Exercise instructions -
Write out the data again in full, exactly as it reads.

Information supplied -

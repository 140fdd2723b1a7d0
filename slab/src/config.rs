//! Configuration types and tuning constants.

use crate::error::{SlabError, SlabResult};

/// `log2` of the per-CPU region size in bytes.
///
/// The region holds the per-class headers followed by the pointer slot
/// arena. Header offsets are 16-bit slot indices (bytes divided by 8), so
/// the shift is capped where the index space runs out.
#[derive(Debug, Clone, Copy, PartialEq, Eq, PartialOrd, Ord, Hash)]
pub struct Shift(u8);

impl Shift {
    /// Smallest supported shift (4 KB per CPU, one page).
    pub const MIN: Shift = Shift(12);

    /// Largest supported shift. Slot offsets are 16-bit indices into the
    /// per-CPU region, so `1 << shift` may not exceed `65536 * 8` bytes.
    pub const MAX: Shift = Shift(19);

    /// Create a shift, validating the supported range.
    pub fn new(shift: u8) -> SlabResult<Self> {
        if shift < Self::MIN.0 || shift > Self::MAX.0 {
            return Err(SlabError::InvalidShift(shift));
        }
        Ok(Shift(shift))
    }

    /// Rebuild a shift that was validated earlier (e.g. unpacked from the
    /// packed slabs word).
    #[inline]
    pub(crate) const fn from_raw(shift: u8) -> Self {
        Shift(shift)
    }

    /// Raw shift value.
    #[inline]
    pub const fn get(self) -> u8 {
        self.0
    }

    /// Per-CPU region size in bytes.
    #[inline]
    pub const fn bytes_per_cpu(self) -> usize {
        1 << self.0
    }

    /// Total backing-region size for `num_cpus` CPUs.
    #[inline]
    pub const fn total_bytes(self, num_cpus: usize) -> usize {
        num_cpus << self.0
    }
}

/// The shift the batched fast paths are tuned for. Slabs running at a
/// different shift fall back to per-item push/pop in the batch operations.
pub const FIXED_SHIFT: Shift = Shift(18);

/// The slabs pointer and the shift share one word: the low byte holds the
/// shift, so the pointer must be aligned past it. Page alignment of the
/// backing region (enforced at init) always satisfies this.
pub const SLABS_PTR_ALIGN: usize = 256;

/// Physical-page alignment requested from the backing allocator. A small
/// page (not a huge page) so the lazily-faulted arena does not drag
/// neighboring allocations into residency.
pub const PAGE_ALIGN: usize = 4096;

/// Selects what "current CPU" means for slab attribution.
#[derive(Debug, Clone, Copy, PartialEq, Eq, Default)]
pub enum VirtualCpuMode {
    /// Use the kernel's physical CPU id for the calling thread.
    #[default]
    Physical,
    /// Use flat virtual CPU ids: compact per-thread slots handed out by a
    /// process-wide registry. Threads keep their slot until exit, so a
    /// "virtual CPU" never observes kernel migration.
    Flat,
}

Task result -
repository 140fdd2723b1a7d0
filename slab/src/config.rs
//! Configuration types and tuning constants.

use crate::error::{SlabError, SlabResult};

/// `log2` of the per-CPU region size in bytes.
///
/// The region holds the per-class headers followed by the pointer slot
/// arena. Header offsets are 16-bit slot indices (bytes divided by 8), so
/// the shift is capped where the index space runs out.
#[derive(Debug, Clone, Copy, PartialEq, Eq, PartialOrd, Ord, Hash)]
pub struct Shift(u8);

impl Shift {
    /// Smallest supported shift (4 KB per CPU, one page).
    pub const MIN: Shift = Shift(12);

    /// Largest supported shift. Slot offsets are 16-bit indices into the
    /// per-CPU region, so `1 << shift` may not exceed `65536 * 8` bytes.
    pub const MAX: Shift = Shift(19);

    /// Create a shift, validating the supported range.
    pub fn new(shift: u8) -> SlabResult<Self> {
        if shift < Self::MIN.0 || shift > Self::MAX.0 {
            return Err(SlabError::InvalidShift(shift));
        }
        Ok(Shift(shift))
    }

    /// Rebuild a shift that was validated earlier (e.g. unpacked from the
    /// packed slabs word).
    #[inline]
    pub(crate) const fn from_raw(shift: u8) -> Self {
        Shift(shift)
    }

    /// Raw shift value.
    #[inline]
    pub const fn get(self) -> u8 {
        self.0
    }

    /// Per-CPU region size in bytes.
    #[inline]
    pub const fn bytes_per_cpu(self) -> usize {
        1 << self.0
    }

    /// Total backing-region size for `num_cpus` CPUs.
    #[inline]
    pub const fn total_bytes(self, num_cpus: usize) -> usize {
        num_cpus << self.0
    }
}

/// The shift the batched fast paths are tuned for. Slabs running at a
/// different shift fall back to per-item push/pop in the batch operations.
pub const FIXED_SHIFT: Shift = Shift(18);

/// The slabs pointer and the shift share one word: the low byte holds the
/// shift, so the pointer must be aligned past it. Page alignment of the
/// backing region (enforced at init) always satisfies this.
pub const SLABS_PTR_ALIGN: usize = 256;

/// Physical-page alignment requested from the backing allocator. A small
/// page (not a huge page) so the lazily-faulted arena does not drag
/// neighboring allocations into residency.
pub const PAGE_ALIGN: usize = 4096;

/// Selects what "current CPU" means for slab attribution.
#[derive(Debug, Clone, Copy, PartialEq, Eq, Default)]
pub enum VirtualCpuMode {
    /// Use the kernel's physical CPU id for the calling thread.
    #[default]
    Physical,
    /// Use flat virtual CPU ids: compact per-thread slots handed out by a
    /// process-wide registry. Threads keep their slot until exit, so a
    /// "virtual CPU" never observes kernel migration.
    Flat,
}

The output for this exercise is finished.